At the time of Milwaukee’s founding as three separate communities, the concept of “garbage” did not exist in the way we think of it today. Household wastes such as digestive products were deposited in privy vaults, food remains were composted or fed to family hogs or chickens, and firewood ash was either used for soap and candle making by the family or collected by a local manufacturer of such products. Packaging of store-bought goods was usually in plain brown paper that was reused for writing, storage, or even home repair. As most homes had gardens and domestic flocks or herds, and even business owners used waste generated on commercial properties as additional feedstock, garbage disposal was a minor consideration. It was only several decades after Milwaukee’s incorporation and growth that the city began to deal with garbage in a systematic fashion. As in other American cities, the solutions depended on the street infrastructure to route unwanted waste to distant dumps, landfills, and incinerators.

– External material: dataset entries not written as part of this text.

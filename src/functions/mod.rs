//! The insurance functions offered to the assistant.
//!
//! Each function pairs a [`FunctionDescriptor`] with a request type that
//! implements [`Classify`] and a one-line delegation to the
//! [`InsuranceClient`]. Everything passes through the [`Guard`] first.
//!
//! ```
//! use std::sync::Arc;
//!
//! use ownership_guard::functions;
//! use ownership_guard::memory::InMemoryInsurance;
//! use ownership_guard::Guard;
//!
//! let catalog = functions::catalog(
//!     Arc::new(InMemoryInsurance::new()),
//!     Arc::new(Guard::default()),
//! )
//! .unwrap();
//!
//! assert_eq!(catalog.len(), functions::ADVERTISED.len());
//! assert!(catalog.descriptor("deleteCustomer").unwrap().blocked_for_ai);
//! ```

pub mod claims;
pub mod customers;
pub mod policies;

use std::sync::Arc;

use serde::de::DeserializeOwned;
use serde::Serialize;

use crate::catalog::{Catalog, CatalogBuilder, FunctionDescriptor};
use crate::client::{ApiError, InsuranceClient, OwnershipLookup};
use crate::context::{Ctx, OwnerVerified};
use crate::error::CatalogError;
use crate::ids::ClaimKind;
use crate::middleware::{AiFunction, Guard, SecuredFunction};
use crate::shape::Classify;

use self::claims::{Auto, Health, Home};

/// Every function name the assistant is told about.
pub const ADVERTISED: &[&str] = &[
    // customers
    "getCustomerById",
    "createCustomer",
    "updateCustomer",
    "deleteCustomer",
    "getCustomerByPolicyNumber",
    "getPoliciesByCustomerId",
    // policies
    "createPolicy",
    "getPolicyById",
    "getPolicyByPolicyNumber",
    "updatePolicy",
    "deletePolicy",
    "getAllPolicies",
    "updatePolicyConditions",
    "getAutoClaimsByPolicyId",
    "getHomeClaimsByPolicyId",
    "getHealthClaimsByPolicyId",
    // auto claims
    "createAutoClaim",
    "getAutoClaimById",
    "getAllAutoClaims",
    "updateAutoClaim",
    "deleteAutoClaim",
    "assignAdjusterToAutoClaim",
    // home claims
    "createHomeClaim",
    "getHomeClaimById",
    "getAllHomeClaims",
    "updateHomeClaim",
    "deleteHomeClaim",
    "assignAdjusterToHomeClaim",
    // health claims
    "createHealthClaim",
    "getHealthClaimById",
    "getAllHealthClaims",
    "updateHealthClaim",
    "deleteHealthClaim",
    "assignAdjusterToHealthClaim",
];

/// Payload returned by the delete functions.
#[derive(Debug, Clone, PartialEq, Eq, Serialize)]
pub struct DeletionConfirmation {
    /// Always `SUCCESS`
    pub status: &'static str,
    /// What was deleted
    pub message: String,
}

impl DeletionConfirmation {
    /// Confirms a deletion.
    pub fn new(message: impl Into<String>) -> Self {
        Self {
            status: "SUCCESS",
            message: message.into(),
        }
    }

    /// Confirms a claim deletion, e.g. `Auto claim deleted successfully.`
    pub fn claim(kind: ClaimKind) -> Self {
        Self::new(format!("{} claim deleted successfully.", kind.label()))
    }
}

/// Registers every insurance function on `builder`.
pub fn register_all<C>(builder: CatalogBuilder, client: Arc<C>, guard: Arc<Guard>) -> CatalogBuilder
where
    C: InsuranceClient + Send + Sync + ?Sized + 'static,
{
    let builder = customers::register(builder, &client, &guard);
    let builder = policies::register(builder, &client, &guard);
    let builder = claims::register::<Auto, C>(builder, &client, &guard);
    let builder = claims::register::<Home, C>(builder, &client, &guard);
    claims::register::<Health, C>(builder, &client, &guard)
}

/// Builds the full catalog and checks it against [`ADVERTISED`].
///
/// # Errors
///
/// Any [`CatalogError`] is a startup fault.
pub fn catalog<C>(client: Arc<C>, guard: Arc<Guard>) -> Result<Catalog, CatalogError>
where
    C: InsuranceClient + Send + Sync + ?Sized + 'static,
{
    let catalog = register_all(Catalog::builder(), client, guard).build()?;
    catalog.verify_advertised(ADVERTISED)?;
    tracing::info!(functions = catalog.len(), "insurance functions registered");
    Ok(catalog)
}

pub(crate) fn secured<C, Req, Out, F>(
    descriptor: FunctionDescriptor,
    client: &Arc<C>,
    guard: &Arc<Guard>,
    delegate: F,
) -> Box<dyn AiFunction>
where
    C: OwnershipLookup + Send + Sync + ?Sized + 'static,
    Req: Classify + DeserializeOwned + 'static,
    Out: Serialize + 'static,
    F: Fn(&Ctx<OwnerVerified>, &C, Req) -> Result<Out, ApiError> + Send + Sync + 'static,
{
    Box::new(SecuredFunction::new(
        descriptor,
        Arc::clone(client),
        Arc::clone(guard),
        delegate,
    ))
}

By the latter half of the nineteenth century, Milwaukee had a waste problem, for several reasons. The replacement of wood fuel with coal; the increase in the availability of manufactured goods, with their concomitant packaging; and the decrease in both lot size and the frequency of family hog and poultry ownership led to the accumulation of waste material in the streets, alleys, and back lots of Milwaukee. When householders separated these waste products there was little difficulty; “swill children”—the offspring of poor immigrants—collected food waste, animal manure, and any other waste which might have a purpose for their own family’s use. When the products were combined in a single heap, however, the extreme acidity of the coal ash made the organic waste unusable, so the material remained on the property, increasing in stench with each day. When rains came, the waste mixed with the mud on the unpaved streets and alleys, generating “a suppurating odor that assaulted the senses.”
By 1875, the problem of rotting garbage was too great to be addressed in the informal fashion that had been in place until that time. With the addition of horse manure (on the order of 25 tons per day), the accumulation of waste and the prevailing miasmatic theory of disease led citizens to demand that something be done.
The new Health Commissioner, Dr. James Johnson, convinced a reluctant Common Council to spend city funds collecting and disposing of the waste. The council agreed as long as the choice of whether to collect was left in the hands of the individual wards. In 1875, five of thirteen wards applied to participate; by 1878 none did, due to the poor quality of the collection process and the difficulty of disposing of the waste once collected. Many homeowners felt a loyalty to the “swill children” and refused to allow the city collectors to pick up their waste. The contractors needed full carts with high levels of organics in order to sell their collection to farmers; lacking access to such material, they avoided entire neighborhoods or picked through waste piles to select only the most desirable material. No one got what they wanted, and the program was discontinued in 1878.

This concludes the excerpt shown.